There’s a common theme among Oak Harbor High School art students who recently took gold in a state competition when talking about their prize-winning pieces: “My teacher made me submit it.”
“That’s my roll,” said art teacher Kit Christopherson, “encouraging students and convincing them that they’re better than they think they are.”
This year, he seemed to be justified in his confidence in the quality of the students’ work. Fifteen pieces placed and 10 received honorable mention in the state Scholastic Art and Writing Awards.
Five students received the gold key award, which automatically qualifies their work for the national competition, a record number for the high school.
Junior Cherie Miller started sketching for fun during class one day and decided to use oil on watercolor paper.
“It wasn’t meant to turn into an actual piece,” Miller said.
Christopherson saw the work and encouraged her to finish and submit it. Her painting of a woman, which includes a pattern etched into the background, and spare paint from her swatch that she didn’t want to waste was dubbed “Happy Accidents” and became one of the gold-key winners of the competition.
Pottery teacher Kayla Sexton credited the art students’ success to time spent exploring materials and techniques.
Senior Emma Hanson said she arrived at school early and decided to start throwing on the pottery wheel.
“I’m not sure how I made it, I was just messing around,” Hanson said.
Within about 10 minutes, she’d created a jagged-edged bowl with a swirling circular design in the middle. Later in class, she decided to make a plate to match. Like Miller, she was strongly encouraged to submit pictures of her work to the competition.
Christopherson, who teaches two-dimensional art, said his classes nearly doubled the amount of submissions from previous years. The process to send high-quality images can be time-consuming, so schools are only sending their best, he said.
“When a school gets one gold key, they celebrate,” Christopherson said. “To get five is a huge deal to us.”
He especially tried to encourage his students to submit more ambitious or unique works, even if their primary focus was in more traditional forms of art.
Olivia Waite is a talented portrait artist and is able to do hyper-real paintings, he said. However, Christopherson persuaded her to also submit experimental drawings done with a bright colored Sharpie pens, which became a gold-key winner.
Senior Allison Jungmann’s gold-key winning piece kept to more traditional portraiture, except she decided to go big.

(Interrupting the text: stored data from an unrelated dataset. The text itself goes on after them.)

//! Shared types, errors, and configuration for Cashdesk.
//!
//! This crate provides common types used across all other crates:
//! - Money types with decimal precision and grouped display
//! - Typed IDs for type-safe entity references
//! - Application-wide error types
//! - Configuration management

pub mod config;
pub mod error;
pub mod types;

pub use config::AppConfig;
pub use error::{AppError, AppResult};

The re-creation of a photo of her grandfather spans 12 square panels and together stands over four-feet tall. It took her three months to do the piece, which she finished on the due date for submissions.
“That’s hard to get students to do,” Christopherson said of the scale of her project.
Both he and Sexton said the students’ ability to practice multiple forms of art makes them better and more well-rounded artists.
Christopherson said he thought the students had “a more eager spirit” this year when it came time to send in work.